_Try it_: Please restate the following records word for word.

_Recorded data_:
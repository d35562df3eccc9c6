// Copyright (c) 2025 Fabstir
// SPDX-License-Identifier: BUSL-1.1
//! Retrieval pipeline
//!
//! Turns a session's OCR pages into a searchable sentence index and answers
//! top-k queries against it.
//!
//! ## Indexing
//!
//! 1. Segment every page in page order into [`SentenceUnit`]s
//! 2. Embed all sentences with bounded concurrency; results are reassembled in
//!    sentence order whatever order the embeddings complete in
//! 3. Build a fresh [`VectorIndex`] and swap it in as a whole
//!
//! Builds are queued behind a mutex. Each build takes a generation ticket when
//! it is requested, and a finished build only replaces the active index if no
//! newer build has been committed in the meantime. Readers always see either
//! the previous index or the new one, never a partial build.

use futures::stream::{self, StreamExt, TryStreamExt};
use serde::Serialize;
use std::sync::atomic::{AtomicU64, Ordering};
use std::sync::Arc;
use std::time::Instant;
use tokio::sync::{Mutex, RwLock};
use tracing::{debug, info, warn};

use super::errors::RetrievalError;
use super::index::{IndexEntry, SearchMatch, VectorIndex};
use crate::document::{DocumentPage, SentencePayload, SentenceUnit};
use crate::embeddings::{Embedder, EmbeddingError};
use crate::segmenter::segment;

/// Default number of sentences embedded concurrently
pub const DEFAULT_EMBED_CONCURRENCY: usize = 8;

/// Summary of the active index
#[derive(Debug, Clone, Copy, PartialEq, Eq, Serialize)]
pub struct IndexStats {
    pub pages: usize,
    pub sentences: usize,
    /// Embedding dimension, `None` when the document has no sentences
    pub dimension: Option<usize>,
    pub generation: u64,
}

/// Everything derived from one `index_document` call
#[derive(Debug)]
struct IndexedDocument {
    pages: Vec<DocumentPage>,
    units: Vec<SentenceUnit>,
    index: VectorIndex,
    generation: u64,
}

/// Per-session retrieval state: exactly one active index at a time
pub struct RetrievalPipeline {
    embedder: Arc<dyn Embedder>,
    concurrency: usize,
    active: RwLock<Option<Arc<IndexedDocument>>>,
    build_lock: Mutex<()>,
    requested: AtomicU64,
}

impl std::fmt::Debug for RetrievalPipeline {
    fn fmt(&self, f: &mut std::fmt::Formatter<'_>) -> std::fmt::Result {
        f.debug_struct("RetrievalPipeline")
            .field("model", &self.embedder.model_name())
            .field("concurrency", &self.concurrency)
            .finish()
    }
}

/// Segment pages into sentence units, in page order
pub fn sentence_units(pages: &[DocumentPage]) -> Vec<SentenceUnit> {
    pages
        .iter()
        .enumerate()
        .flat_map(|(page_index, page)| {
            segment(&page.text)
                .into_iter()
                .enumerate()
                .map(move |(sentence_index, text)| {
                    SentenceUnit::new(page_index, sentence_index, text)
                })
        })
        .collect()
}

impl RetrievalPipeline {
    pub fn new(embedder: Arc<dyn Embedder>) -> Self {
        Self::with_concurrency(embedder, DEFAULT_EMBED_CONCURRENCY)
    }

    pub fn with_concurrency(embedder: Arc<dyn Embedder>, concurrency: usize) -> Self {
        Self {
            embedder,
            concurrency: concurrency.max(1),
            active: RwLock::new(None),
            build_lock: Mutex::new(()),
            requested: AtomicU64::new(0),
        }
    }

    /// Replace the session's index with one built from `pages`
    ///
    /// An empty page list (or pages without sentences) yields an empty index,
    /// not an error. On failure the previous index stays active.
    pub async fn index_document(
        &self,
        pages: Vec<DocumentPage>,
    ) -> Result<IndexStats, RetrievalError> {
        let ticket = self.requested.fetch_add(1, Ordering::SeqCst) + 1;
        let _build = self.build_lock.lock().await;

        let start = Instant::now();
        let units = sentence_units(&pages);
        info!(
            "Indexing document: {} pages, {} sentences (build {})",
            pages.len(),
            units.len(),
            ticket
        );

        let vectors = self.embed_all(&units).await?;
        let entries = units
            .iter()
            .zip(vectors)
            .map(|(unit, vector)| IndexEntry::new(unit.id.clone(), vector, unit.payload()))
            .collect();
        let index = VectorIndex::build(entries)?;

        let document = Arc::new(IndexedDocument {
            pages,
            units,
            index,
            generation: ticket,
        });
        let stats = document.stats();

        let mut active = self.active.write().await;
        if let Some(current) = active.as_ref().filter(|c| c.generation > ticket) {
            warn!(
                "Discarding build {} superseded by build {}",
                ticket, current.generation
            );
            return Ok(current.stats());
        }
        *active = Some(document);
        drop(active);

        info!(
            "Index build {} complete: {} sentences in {:?}",
            ticket,
            stats.sentences,
            start.elapsed()
        );
        Ok(stats)
    }

    /// Payloads of the `k` sentences most similar to `query`
    ///
    /// Empty query or no index built yet: empty result.
    pub async fn retrieve(
        &self,
        query: &str,
        k: usize,
    ) -> Result<Vec<SentencePayload>, RetrievalError> {
        Ok(self
            .search(query, k)
            .await?
            .into_iter()
            .map(|m| m.payload)
            .collect())
    }

    /// Like [`retrieve`](Self::retrieve) but keeps ids and scores
    pub async fn search(&self, query: &str, k: usize) -> Result<Vec<SearchMatch>, RetrievalError> {
        if query.trim().is_empty() || k == 0 {
            return Ok(Vec::new());
        }
        let Some(document) = self.active.read().await.clone() else {
            debug!("Retrieve before any document was indexed");
            return Ok(Vec::new());
        };
        if document.index.is_empty() {
            return Ok(Vec::new());
        }

        let query_vector = self.embedder.embed(query).await?;
        if let Some(expected) = document.index.dimension() {
            if query_vector.len() != expected {
                return Err(RetrievalError::QueryDimension {
                    expected,
                    actual: query_vector.len(),
                });
            }
        }

        let matches = document.index.search(&query_vector, k)?;
        debug!("Retrieved {} of k={} matches", matches.len(), k);
        Ok(matches)
    }

    /// Sentence units of the active index
    pub async fn sentence_units(&self) -> Vec<SentenceUnit> {
        match self.active.read().await.as_ref() {
            Some(document) => document.units.clone(),
            None => Vec::new(),
        }
    }

    /// `None` until the first successful `index_document`
    pub async fn index_stats(&self) -> Option<IndexStats> {
        self.active.read().await.as_ref().map(|d| d.stats())
    }

    /// Page texts of the active document joined by blank lines
    pub async fn document_text(&self) -> String {
        match self.active.read().await.as_ref() {
            Some(document) => document
                .pages
                .iter()
                .map(|p| p.text.as_str())
                .collect::<Vec<_>>()
                .join("\n\n"),
            None => String::new(),
        }
    }

    /// Pages of the active document
    pub async fn pages(&self) -> Vec<DocumentPage> {
        match self.active.read().await.as_ref() {
            Some(document) => document.pages.clone(),
            None => Vec::new(),
        }
    }

    pub fn embedder(&self) -> &Arc<dyn Embedder> {
        &self.embedder
    }

    async fn embed_all(&self, units: &[SentenceUnit]) -> Result<Vec<Vec<f32>>, RetrievalError> {
        let expected = self.embedder.dimension();
        let texts: Vec<String> = units.iter().map(|u| u.source_text.clone()).collect();

        // `buffered` yields in input order regardless of completion order
        let vectors: Vec<Vec<f32>> = stream::iter(texts)
            .map(|text| {
                let embedder = self.embedder.clone();
                async move {
                    let vector = embedder.embed(&text).await?;
                    if vector.len() != expected {
                        return Err(EmbeddingError::DimensionMismatch {
                            expected,
                            actual: vector.len(),
                        });
                    }
                    Ok::<_, EmbeddingError>(vector)
                }
            })
            .buffered(self.concurrency)
            .try_collect()
            .await?;

        Ok(vectors)
    }
}

impl IndexedDocument {
    fn stats(&self) -> IndexStats {
        IndexStats {
            pages: self.pages.len(),
            sentences: self.units.len(),
            dimension: self.index.dimension(),
            generation: self.generation,
        }
    }
}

_Answer to the problem_:
repository d35562df3eccc9c6
// Copyright (c) 2025 Fabstir
// SPDX-License-Identifier: BUSL-1.1
//! Retrieval pipeline
//!
//! Turns a session's OCR pages into a searchable sentence index and answers
//! top-k queries against it.
//!
//! ## Indexing
//!
//! 1. Segment every page in page order into [`SentenceUnit`]s
//! 2. Embed all sentences with bounded concurrency; results are reassembled in
//!    sentence order whatever order the embeddings complete in
//! 3. Build a fresh [`VectorIndex`] and swap it in as a whole
//!
//! Builds are queued behind a mutex. Each build takes a generation ticket when
//! it is requested, and a finished build only replaces the active index if no
//! newer build has been committed in the meantime. Readers always see either
//! the previous index or the new one, never a partial build.

use futures::stream::{self, StreamExt, TryStreamExt};
use serde::Serialize;
use std::sync::atomic::{AtomicU64, Ordering};
use std::sync::Arc;
use std::time::Instant;
use tokio::sync::{Mutex, RwLock};
use tracing::{debug, info, warn};

use super::errors::RetrievalError;
use super::index::{IndexEntry, SearchMatch, VectorIndex};
use crate::document::{DocumentPage, SentencePayload, SentenceUnit};
use crate::embeddings::{Embedder, EmbeddingError};
use crate::segmenter::segment;

/// Default number of sentences embedded concurrently
pub const DEFAULT_EMBED_CONCURRENCY: usize = 8;

/// Summary of the active index
#[derive(Debug, Clone, Copy, PartialEq, Eq, Serialize)]
pub struct IndexStats {
    pub pages: usize,
    pub sentences: usize,
    /// Embedding dimension, `None` when the document has no sentences
    pub dimension: Option<usize>,
    pub generation: u64,
}

/// Everything derived from one `index_document` call
#[derive(Debug)]
struct IndexedDocument {
    pages: Vec<DocumentPage>,
    units: Vec<SentenceUnit>,
    index: VectorIndex,
    generation: u64,
}

/// Per-session retrieval state: exactly one active index at a time
pub struct RetrievalPipeline {
    embedder: Arc<dyn Embedder>,
    concurrency: usize,
    active: RwLock<Option<Arc<IndexedDocument>>>,
    build_lock: Mutex<()>,
    requested: AtomicU64,
}

impl std::fmt::Debug for RetrievalPipeline {
    fn fmt(&self, f: &mut std::fmt::Formatter<'_>) -> std::fmt::Result {
        f.debug_struct("RetrievalPipeline")
            .field("model", &self.embedder.model_name())
            .field("concurrency", &self.concurrency)
            .finish()
    }
}

/// Segment pages into sentence units, in page order
pub fn sentence_units(pages: &[DocumentPage]) -> Vec<SentenceUnit> {
    pages
        .iter()
        .enumerate()
        .flat_map(|(page_index, page)| {
            segment(&page.text)
                .into_iter()
                .enumerate()
                .map(move |(sentence_index, text)| {
                    SentenceUnit::new(page_index, sentence_index, text)
                })
        })
        .collect()
}

impl RetrievalPipeline {
    pub fn new(embedder: Arc<dyn Embedder>) -> Self {
        Self::with_concurrency(embedder, DEFAULT_EMBED_CONCURRENCY)
    }

    pub fn with_concurrency(embedder: Arc<dyn Embedder>, concurrency: usize) -> Self {
        Self {
            embedder,
            concurrency: concurrency.max(1),
            active: RwLock::new(None),
            build_lock: Mutex::new(()),
            requested: AtomicU64::new(0),
        }
    }

    /// Replace the session's index with one built from `pages`
    ///
    /// An empty page list (or pages without sentences) yields an empty index,
    /// not an error. On failure the previous index stays active.
    pub async fn index_document(
        &self,
        pages: Vec<DocumentPage>,
    ) -> Result<IndexStats, RetrievalError> {
        let ticket = self.requested.fetch_add(1, Ordering::SeqCst) + 1;
        let _build = self.build_lock.lock().await;

        let start = Instant::now();
        let units = sentence_units(&pages);
        info!(
            "Indexing document: {} pages, {} sentences (build {})",
            pages.len(),
            units.len(),
            ticket
        );

        let vectors = self.embed_all(&units).await?;
        let entries = units
            .iter()
            .zip(vectors)
            .map(|(unit, vector)| IndexEntry::new(unit.id.clone(), vector, unit.payload()))
            .collect();
        let index = VectorIndex::build(entries)?;

        let document = Arc::new(IndexedDocument {
            pages,
            units,
            index,
            generation: ticket,
        });
        let stats = document.stats();

        let mut active = self.active.write().await;
        if let Some(current) = active.as_ref().filter(|c| c.generation > ticket) {
            warn!(
                "Discarding build {} superseded by build {}",
                ticket, current.generation
            );
            return Ok(current.stats());
        }
        *active = Some(document);
        drop(active);

        info!(
            "Index build {} complete: {} sentences in {:?}",
            ticket,
            stats.sentences,
            start.elapsed()
        );
        Ok(stats)
    }

    /// Payloads of the `k` sentences most similar to `query`
    ///
    /// Empty query or no index built yet: empty result.
    pub async fn retrieve(
        &self,
        query: &str,
        k: usize,
    ) -> Result<Vec<SentencePayload>, RetrievalError> {
        Ok(self
            .search(query, k)
            .await?
            .into_iter()
            .map(|m| m.payload)
            .collect())
    }

    /// Like [`retrieve`](Self::retrieve) but keeps ids and scores
    pub async fn search(&self, query: &str, k: usize) -> Result<Vec<SearchMatch>, RetrievalError> {
        if query.trim().is_empty() || k == 0 {
            return Ok(Vec::new());
        }
        let Some(document) = self.active.read().await.clone() else {
            debug!("Retrieve before any document was indexed");
            return Ok(Vec::new());
        };
        if document.index.is_empty() {
            return Ok(Vec::new());
        }

        let query_vector = self.embedder.embed(query).await?;
        if let Some(expected) = document.index.dimension() {
            if query_vector.len() != expected {
                return Err(RetrievalError::QueryDimension {
                    expected,
                    actual: query_vector.len(),
                });
            }
        }

        let matches = document.index.search(&query_vector, k)?;
        debug!("Retrieved {} of k={} matches", matches.len(), k);
        Ok(matches)
    }

    /// Sentence units of the active index
    pub async fn sentence_units(&self) -> Vec<SentenceUnit> {
        match self.active.read().await.as_ref() {
            Some(document) => document.units.clone(),
            None => Vec::new(),
        }
    }

    /// `None` until the first successful `index_document`
    pub async fn index_stats(&self) -> Option<IndexStats> {
        self.active.read().await.as_ref().map(|d| d.stats())
    }

    /// Page texts of the active document joined by blank lines
    pub async fn document_text(&self) -> String {
        match self.active.read().await.as_ref() {
            Some(document) => document
                .pages
                .iter()
                .map(|p| p.text.as_str())
                .collect::<Vec<_>>()
                .join("\n\n"),
            None => String::new(),
        }
    }

    /// Pages of the active document
    pub async fn pages(&self) -> Vec<DocumentPage> {
        match self.active.read().await.as_ref() {
            Some(document) => document.pages.clone(),
            None => Vec::new(),
        }
    }

    pub fn embedder(&self) -> &Arc<dyn Embedder> {
        &self.embedder
    }

    async fn embed_all(&self, units: &[SentenceUnit]) -> Result<Vec<Vec<f32>>, RetrievalError> {
        let expected = self.embedder.dimension();
        let texts: Vec<String> = units.iter().map(|u| u.source_text.clone()).collect();

        // `buffered` yields in input order regardless of completion order
        let vectors: Vec<Vec<f32>> = stream::iter(texts)
            .map(|text| {
                let embedder = self.embedder.clone();
                async move {
                    let vector = embedder.embed(&text).await?;
                    if vector.len() != expected {
                        return Err(EmbeddingError::DimensionMismatch {
                            expected,
                            actual: vector.len(),
                        });
                    }
                    Ok::<_, EmbeddingError>(vector)
                }
            })
            .buffered(self.concurrency)
            .try_collect()
            .await?;

        Ok(vectors)
    }
}

impl IndexedDocument {
    fn stats(&self) -> IndexStats {
        IndexStats {
            pages: self.pages.len(),
            sentences: self.units.len(),
            dimension: self.index.dimension(),
            generation: self.generation,
        }
    }
}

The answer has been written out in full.